Counteract Growth Challenges with New Member Offerings

December 15, 2015

Compliance Real Estate Tax Monitoring Lender Challenges

In a recent blog, we discussed the challenges credit unions often face while growing, including new compliance hurdles, growing membership, rising cost of technology and more. This topic likely resonates with many institutions today, as the credit union industry has been growing continuously for the past few decades.

With 218% growth since 1980, American credit unions today have over 100 million members nationwide. Meanwhile, the industry has consolidated as credit unions have declined by two-thirds in that same time period. With these two trends combined, many individual credit unions are experiencing significant growth—and the challenges that come with it.

In this blog, we discuss one strategy to overcome those challenges: increasing member offerings through new lender services.

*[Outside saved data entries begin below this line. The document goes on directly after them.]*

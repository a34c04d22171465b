//! Configuration system for Delve.
//!
//! Uses `figment` for layered configuration: defaults -> user config file ->
//! workspace config file -> environment -> explicit overrides.
//! Configuration is loaded from `~/.config/delve/config.toml` and/or
//! `.delve/config.toml` in the workspace directory.

use crate::error::ConfigError;
use figment::{
    Figment,
    providers::{Env, Format, Serialized, Toml},
};
use serde::{Deserialize, Serialize};
use std::path::{Path, PathBuf};

/// Top-level configuration for a research run.
#[derive(Debug, Clone, PartialEq, Serialize, Deserialize)]
#[serde(default)]
pub struct ResearchConfig {
    /// Maximum number of sub-queries the topic is decomposed into.
    pub decomposition_nums: usize,
    /// Maximum number of ranked URLs kept per query.
    pub url_per_query: usize,
    /// Maximum number of grounding keywords requested from the model.
    pub keyword_count: usize,
    /// Search results fetched per grounding keyword.
    pub keyword_search_results: usize,
    /// Reply language appended to the research system text.
    #[serde(default, skip_serializing_if = "Option::is_none")]
    pub language: Option<String>,
    /// Summarize the URL sets of different queries concurrently.
    pub enable_concurrency: bool,
    /// Request streamed completions from the provider.
    pub stream: bool,
    pub budget: BudgetConfig,
    pub ranking: RankingConfig,
}

impl Default for ResearchConfig {
    fn default() -> Self {
        Self {
            decomposition_nums: 4,
            url_per_query: 4,
            keyword_count: 2,
            keyword_search_results: 8,
            language: None,
            enable_concurrency: false,
            stream: false,
            budget: BudgetConfig::default(),
            ranking: RankingConfig::default(),
        }
    }
}

impl ResearchConfig {
    /// Reject settings that would make a run meaningless.
    pub fn validate(&self) -> Result<(), ConfigError> {
        for (name, value) in [
            ("decomposition_nums", self.decomposition_nums),
            ("url_per_query", self.url_per_query),
            ("keyword_count", self.keyword_count),
            ("keyword_search_results", self.keyword_search_results),
            ("ranking.min_candidates", self.ranking.min_candidates),
            ("ranking.candidate_multiplier", self.ranking.candidate_multiplier),
        ] {
            if value == 0 {
                return Err(ConfigError::Invalid {
                    message: format!("{name} must be at least 1"),
                });
            }
        }
        self.budget.validate_window(self.budget.default_context_window)
    }
}

/// Token budget constants used when fitting prompts.
#[derive(Debug, Clone, PartialEq, Serialize, Deserialize)]
#[serde(default)]
pub struct BudgetConfig {
    /// Tokens kept free for the reply when fitting the grounding prompt.
    pub grounding_reserved_tokens: usize,
    /// Tokens kept free for the reply when sizing page chunks.
    pub chunk_reserved_tokens: usize,
    /// Extra slack subtracted from every chunk.
    pub chunk_margin_tokens: usize,
    /// Context window assumed when the provider reports none.
    pub default_context_window: usize,
}

impl Default for BudgetConfig {
    fn default() -> Self {
        Self {
            grounding_reserved_tokens: 4096,
            chunk_reserved_tokens: 4096,
            chunk_margin_tokens: 100,
            default_context_window: 8192,
        }
    }
}

impl BudgetConfig {
    /// Check that a model with `window` tokens leaves room for both the
    /// grounding prompt and page chunks after the reservations.
    pub fn validate_window(&self, window: usize) -> Result<(), ConfigError> {
        let chunk_floor = self
            .chunk_reserved_tokens
            .saturating_add(self.chunk_margin_tokens);
        if window <= chunk_floor {
            return Err(ConfigError::Invalid {
                message: format!(
                    "context window of {window} tokens leaves no room for page chunks \
                     ({chunk_floor} reserved)"
                ),
            });
        }
        if window <= self.grounding_reserved_tokens {
            return Err(ConfigError::Invalid {
                message: format!(
                    "context window of {window} tokens leaves no room for the grounding prompt \
                     ({} reserved)",
                    self.grounding_reserved_tokens
                ),
            });
        }
        Ok(())
    }
}

/// Link ranking settings.
#[derive(Debug, Clone, PartialEq, Serialize, Deserialize)]
#[serde(default)]
pub struct RankingConfig {
    /// Lower bound on candidates fetched per query.
    pub min_candidates: usize,
    /// Candidates fetched per requested URL.
    pub candidate_multiplier: usize,
    /// Keep only the top candidate of the model's ordering, whatever
    /// `url_per_query` says.
    pub first_candidate_only: bool,
}

impl Default for RankingConfig {
    fn default() -> Self {
        Self {
            min_candidates: 6,
            candidate_multiplier: 2,
            first_candidate_only: false,
        }
    }
}

impl RankingConfig {
    /// Number of search results to fetch when `num_results` links are wanted.
    pub fn candidates_for(&self, num_results: usize) -> usize {
        num_results
            .saturating_mul(self.candidate_multiplier)
            .max(self.min_candidates)
    }
}

fn user_config_path() -> Option<PathBuf> {
    directories::ProjectDirs::from("dev", "delve", "delve")
        .map(|dirs| dirs.config_dir().join("config.toml"))
}

fn workspace_config_path(workspace: &Path) -> PathBuf {
    workspace.join(".delve").join("config.toml")
}

/// Load configuration by merging all sources.
///
/// Priority (highest to lowest):
/// 1. Explicit overrides (passed as argument)
/// 2. Environment variables (prefixed with `DELVE_`)
/// 3. Workspace-local config (`.delve/config.toml`)
/// 4. User config (`~/.config/delve/config.toml`)
/// 5. Built-in defaults
pub fn load_config(
    workspace: Option<&Path>,
    overrides: Option<&ResearchConfig>,
) -> Result<ResearchConfig, ConfigError> {
    let mut figment = Figment::from(Serialized::defaults(ResearchConfig::default()));

    if let Some(user_config) = user_config_path() {
        if user_config.exists() {
            figment = figment.merge(Toml::file(&user_config));
        }
    }

    if let Some(ws) = workspace {
        let ws_config = workspace_config_path(ws);
        if ws_config.exists() {
            figment = figment.merge(Toml::file(&ws_config));
        }
    }

    // DELVE_URL_PER_QUERY, DELVE_BUDGET__CHUNK_RESERVED_TOKENS, etc.
    figment = figment.merge(Env::prefixed("DELVE_").split("__"));

    if let Some(overrides) = overrides {
        figment = figment.merge(Serialized::defaults(overrides));
    }

    let config: ResearchConfig = figment.extract().map_err(|e| ConfigError::ParseError {
        message: e.to_string(),
    })?;
    config.validate()?;
    Ok(config)
}

/// Load configuration from one explicit TOML file over the defaults.
pub fn load_config_file(path: &Path) -> Result<ResearchConfig, ConfigError> {
    if !path.exists() {
        return Err(ConfigError::FileNotFound {
            path: path.to_path_buf(),
        });
    }
    let config: ResearchConfig = Figment::from(Serialized::defaults(ResearchConfig::default()))
        .merge(Toml::file(path))
        .extract()
        .map_err(|e| ConfigError::ParseError {
            message: e.to_string(),
        })?;
    config.validate()?;
    Ok(config)
}

/// Check whether any Delve configuration file exists (user-level or workspace-level).
pub fn config_exists(workspace: Option<&Path>) -> bool {
    if user_config_path().is_some_and(|p| p.exists()) {
        return true;
    }
    workspace.is_some_and(|ws| workspace_config_path(ws).exists())
}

The membership challenge of growth

As credit unions grow, they face a number of challenges specific to growing their membership:

  • Now that they are larger, they must compete with larger credit unions and other large lenders such as regional and national banks
  • Because they are larger, members expect more from them, and it is imperative to retain current members
  • It becomes harder to keep growing and attracting new members at the same rate that the credit union did when it was smaller
  • Although it is essential to add new services to attract and retain members, adding new services costs money, and it may not be profitable to add a new service while still growing

Because profitability is a concern, growing credit unions are often faced with the problem of sacrificing profit short-term to attract members with new lender services, or struggling to compete due to a lack of appealing services.

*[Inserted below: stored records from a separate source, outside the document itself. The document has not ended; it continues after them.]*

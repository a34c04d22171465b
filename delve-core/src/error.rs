//! Error types for the Delve research core.
//!
//! Uses `thiserror` for public API error types with structured error variants
//! covering the completion service, search/browse collaborators, token
//! budgets, and configuration.
//!
//! Structured-output failures live in [`crate::parse`] and are intentionally
//! not part of [`DelveError`]: every call site recovers from them with a
//! fallback value.

use std::path::PathBuf;

/// Top-level error type for the Delve core library.
#[derive(Debug, thiserror::Error)]
pub enum DelveError {
    #[error("LLM error: {0}")]
    Llm(#[from] LlmError),

    #[error("Web error: {0}")]
    Web(#[from] WebError),

    #[error("Budget error: {0}")]
    Budget(#[from] BudgetError),

    #[error("Configuration error: {0}")]
    Config(#[from] ConfigError),

    #[error("Serialization error: {0}")]
    Serialization(#[from] serde_json::Error),
}

/// Errors from completion-service interactions.
#[derive(Debug, thiserror::Error)]
pub enum LlmError {
    #[error("API request failed: {message}")]
    ApiRequest { message: String },

    #[error("API response parse error: {message}")]
    ResponseParse { message: String },

    #[error("Streaming error: {message}")]
    Streaming { message: String },

    #[error("Context window exceeded: used {used} of {limit} tokens")]
    ContextOverflow { used: usize, limit: usize },

    #[error("Request timed out after {timeout_secs}s")]
    Timeout { timeout_secs: u64 },

    #[error("Provider connection failed: {message}")]
    Connection { message: String },
}

/// Errors from the search and browse collaborators.
#[derive(Debug, thiserror::Error)]
pub enum WebError {
    #[error("Search failed for '{query}': {message}")]
    SearchFailed { query: String, message: String },

    #[error("Fetch failed for {url}: {message}")]
    FetchFailed { url: String, message: String },

    #[error("HTTP {status} from {url}")]
    Status { url: String, status: u16 },

    #[error("No URLs given to browse")]
    NoUrls,
}

/// Raised when text cannot be fitted under a model's token budget.
#[derive(Debug, thiserror::Error)]
pub enum BudgetError {
    #[error("Prompt needs {needed} tokens but the budget is {budget}, nothing left to trim")]
    Exhausted { needed: usize, budget: usize },

    #[error("Prompt overhead of {overhead} tokens leaves no room for content (window {window})")]
    ChunkOverhead { overhead: usize, window: usize },

    #[error("Text cannot be split below {tokens} tokens (chunk budget {budget})")]
    Unsplittable { tokens: usize, budget: usize },
}

/// Errors from the configuration system.
#[derive(Debug, thiserror::Error)]
pub enum ConfigError {
    #[error("Configuration file not found: {path}")]
    FileNotFound { path: PathBuf },

    #[error("Invalid configuration: {message}")]
    Invalid { message: String },

    #[error("Configuration parse error: {message}")]
    ParseError { message: String },
}

/// A type alias for results using the top-level `DelveError`.
pub type Result<T> = std::result::Result<T, DelveError>;

#[cfg(test)]
mod tests {
    use super::*;

    #[test]
    fn test_error_display_llm() {
        let err = DelveError::Llm(LlmError::ApiRequest {
            message: "connection refused".into(),
        });
        assert_eq!(
            err.to_string(),
            "LLM error: API request failed: connection refused"
        );
    }

    #[test]
    fn test_error_display_web() {
        let err = DelveError::Web(WebError::Status {
            url: "https://example.com".into(),
            status: 503,
        });
        assert_eq!(err.to_string(), "Web error: HTTP 503 from https://example.com");
    }

    #[test]
    fn test_error_display_budget() {
        let err = DelveError::Budget(BudgetError::Exhausted {
            needed: 5000,
            budget: 4096,
        });
        assert_eq!(
            err.to_string(),
            "Budget error: Prompt needs 5000 tokens but the budget is 4096, nothing left to trim"
        );
    }

    #[test]
    fn test_error_display_config() {
        let err = DelveError::Config(ConfigError::Invalid {
            message: "url_per_query must be at least 1".into(),
        });
        assert_eq!(
            err.to_string(),
            "Configuration error: Invalid configuration: url_per_query must be at least 1"
        );
    }

    #[test]
    fn test_error_from_serde() {
        let serde_err = serde_json::from_str::<serde_json::Value>("invalid json").unwrap_err();
        let err: DelveError = serde_err.into();
        assert!(matches!(err, DelveError::Serialization(_)));
    }

    #[test]
    fn test_llm_error_variants() {
        let err = LlmError::ContextOverflow {
            used: 150_000,
            limit: 128_000,
        };
        assert_eq!(
            err.to_string(),
            "Context window exceeded: used 150000 of 128000 tokens"
        );

        let err = LlmError::Timeout { timeout_secs: 60 };
        assert_eq!(err.to_string(), "Request timed out after 60s");
    }
}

New lender services for members

A solution to those issues listed above is offering new lender services that add value for members, but are also fee-based. This brings in additional revenue for the credit union, while providing the value that members are looking for in a credit union.

A common example of this is fee-based or value checking, where a credit union offers a premium checking account for a fee. That premium checking account includes valuable services for the consumer, such as identity theft protection or credit score monitoring, and many institutions have found that members are willing to pay a nominal fee for such additional benefits. This allows the credit union to offer valuable services to members without sacrificing profit.